*** Opening Exercise input ***

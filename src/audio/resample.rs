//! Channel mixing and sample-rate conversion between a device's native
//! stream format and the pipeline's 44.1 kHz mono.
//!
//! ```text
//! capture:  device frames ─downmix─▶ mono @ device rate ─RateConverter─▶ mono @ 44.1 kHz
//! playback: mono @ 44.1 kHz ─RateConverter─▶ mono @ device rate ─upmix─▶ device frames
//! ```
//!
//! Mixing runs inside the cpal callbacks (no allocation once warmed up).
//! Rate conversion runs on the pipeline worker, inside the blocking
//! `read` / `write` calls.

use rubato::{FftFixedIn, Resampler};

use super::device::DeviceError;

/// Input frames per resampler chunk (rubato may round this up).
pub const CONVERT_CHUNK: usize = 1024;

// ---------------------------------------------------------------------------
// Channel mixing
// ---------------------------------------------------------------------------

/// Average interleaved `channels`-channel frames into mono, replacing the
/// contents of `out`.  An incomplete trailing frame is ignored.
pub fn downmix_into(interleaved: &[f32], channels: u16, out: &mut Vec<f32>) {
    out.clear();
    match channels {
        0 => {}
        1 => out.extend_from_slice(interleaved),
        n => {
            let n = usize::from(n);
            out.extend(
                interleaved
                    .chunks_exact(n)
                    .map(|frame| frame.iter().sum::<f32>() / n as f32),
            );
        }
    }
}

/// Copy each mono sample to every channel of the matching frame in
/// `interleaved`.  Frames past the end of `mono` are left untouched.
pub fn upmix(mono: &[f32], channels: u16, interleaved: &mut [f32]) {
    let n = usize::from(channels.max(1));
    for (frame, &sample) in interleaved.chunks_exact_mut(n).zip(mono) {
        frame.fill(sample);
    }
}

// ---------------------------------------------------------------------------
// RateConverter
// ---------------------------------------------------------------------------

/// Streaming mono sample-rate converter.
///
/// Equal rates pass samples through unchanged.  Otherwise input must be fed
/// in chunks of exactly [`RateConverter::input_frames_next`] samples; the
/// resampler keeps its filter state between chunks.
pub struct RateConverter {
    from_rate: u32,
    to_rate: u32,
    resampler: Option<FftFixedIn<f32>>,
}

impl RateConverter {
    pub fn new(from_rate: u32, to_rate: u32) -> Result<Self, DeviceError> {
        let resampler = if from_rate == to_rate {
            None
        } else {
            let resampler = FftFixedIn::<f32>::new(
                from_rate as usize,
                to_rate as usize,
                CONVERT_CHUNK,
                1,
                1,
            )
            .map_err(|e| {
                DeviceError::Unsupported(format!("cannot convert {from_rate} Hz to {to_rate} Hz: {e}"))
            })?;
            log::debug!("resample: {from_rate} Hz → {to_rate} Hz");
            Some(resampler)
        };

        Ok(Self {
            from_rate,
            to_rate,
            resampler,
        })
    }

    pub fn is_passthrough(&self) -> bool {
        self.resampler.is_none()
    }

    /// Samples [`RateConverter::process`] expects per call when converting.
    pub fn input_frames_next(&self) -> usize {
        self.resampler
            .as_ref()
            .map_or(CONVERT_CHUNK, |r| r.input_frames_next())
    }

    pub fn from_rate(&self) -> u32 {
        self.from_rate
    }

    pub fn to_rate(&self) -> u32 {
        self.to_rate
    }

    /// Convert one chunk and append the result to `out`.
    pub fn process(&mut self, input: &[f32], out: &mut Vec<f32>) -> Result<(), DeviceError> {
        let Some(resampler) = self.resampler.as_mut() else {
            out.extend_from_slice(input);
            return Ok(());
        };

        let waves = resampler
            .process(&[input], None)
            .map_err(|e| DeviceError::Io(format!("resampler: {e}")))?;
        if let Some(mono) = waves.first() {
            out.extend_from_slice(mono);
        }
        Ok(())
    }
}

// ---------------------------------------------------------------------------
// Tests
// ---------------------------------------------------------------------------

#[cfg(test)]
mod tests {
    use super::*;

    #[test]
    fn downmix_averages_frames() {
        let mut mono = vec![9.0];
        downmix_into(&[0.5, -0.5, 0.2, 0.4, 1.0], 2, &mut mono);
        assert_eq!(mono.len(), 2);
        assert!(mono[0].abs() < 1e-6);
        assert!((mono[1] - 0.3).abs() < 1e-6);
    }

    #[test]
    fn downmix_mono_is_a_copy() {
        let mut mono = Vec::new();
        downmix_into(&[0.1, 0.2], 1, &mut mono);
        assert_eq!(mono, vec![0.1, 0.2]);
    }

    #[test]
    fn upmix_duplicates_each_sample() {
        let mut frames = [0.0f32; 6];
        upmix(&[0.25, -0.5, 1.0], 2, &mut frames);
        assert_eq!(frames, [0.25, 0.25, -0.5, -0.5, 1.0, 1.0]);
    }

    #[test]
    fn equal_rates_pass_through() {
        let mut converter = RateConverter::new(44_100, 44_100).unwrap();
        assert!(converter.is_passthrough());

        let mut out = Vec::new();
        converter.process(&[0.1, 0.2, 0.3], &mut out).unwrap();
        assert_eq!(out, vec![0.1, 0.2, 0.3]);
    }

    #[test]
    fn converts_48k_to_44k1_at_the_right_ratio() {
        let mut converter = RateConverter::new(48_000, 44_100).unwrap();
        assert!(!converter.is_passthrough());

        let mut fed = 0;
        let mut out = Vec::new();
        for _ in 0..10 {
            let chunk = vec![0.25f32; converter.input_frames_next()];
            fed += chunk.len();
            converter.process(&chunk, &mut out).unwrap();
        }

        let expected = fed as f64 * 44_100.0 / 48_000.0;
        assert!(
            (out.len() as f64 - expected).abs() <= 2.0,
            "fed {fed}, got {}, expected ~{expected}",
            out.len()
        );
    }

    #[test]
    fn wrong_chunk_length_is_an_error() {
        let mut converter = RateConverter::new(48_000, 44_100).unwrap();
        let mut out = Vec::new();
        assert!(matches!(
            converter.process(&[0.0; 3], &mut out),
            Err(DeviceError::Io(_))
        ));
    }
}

*** Closing Exercise input ***

• **Requirement**
What lines in the records above include the string "usize"? Copy each one.

• **Answer to the problem**
pub const CONVERT_CHUNK: usize = 1024;
            let n = usize::from(n);
    let n = usize::from(channels.max(1));
                from_rate as usize,
                to_rate as usize,
    pub fn input_frames_next(&self) -> usize {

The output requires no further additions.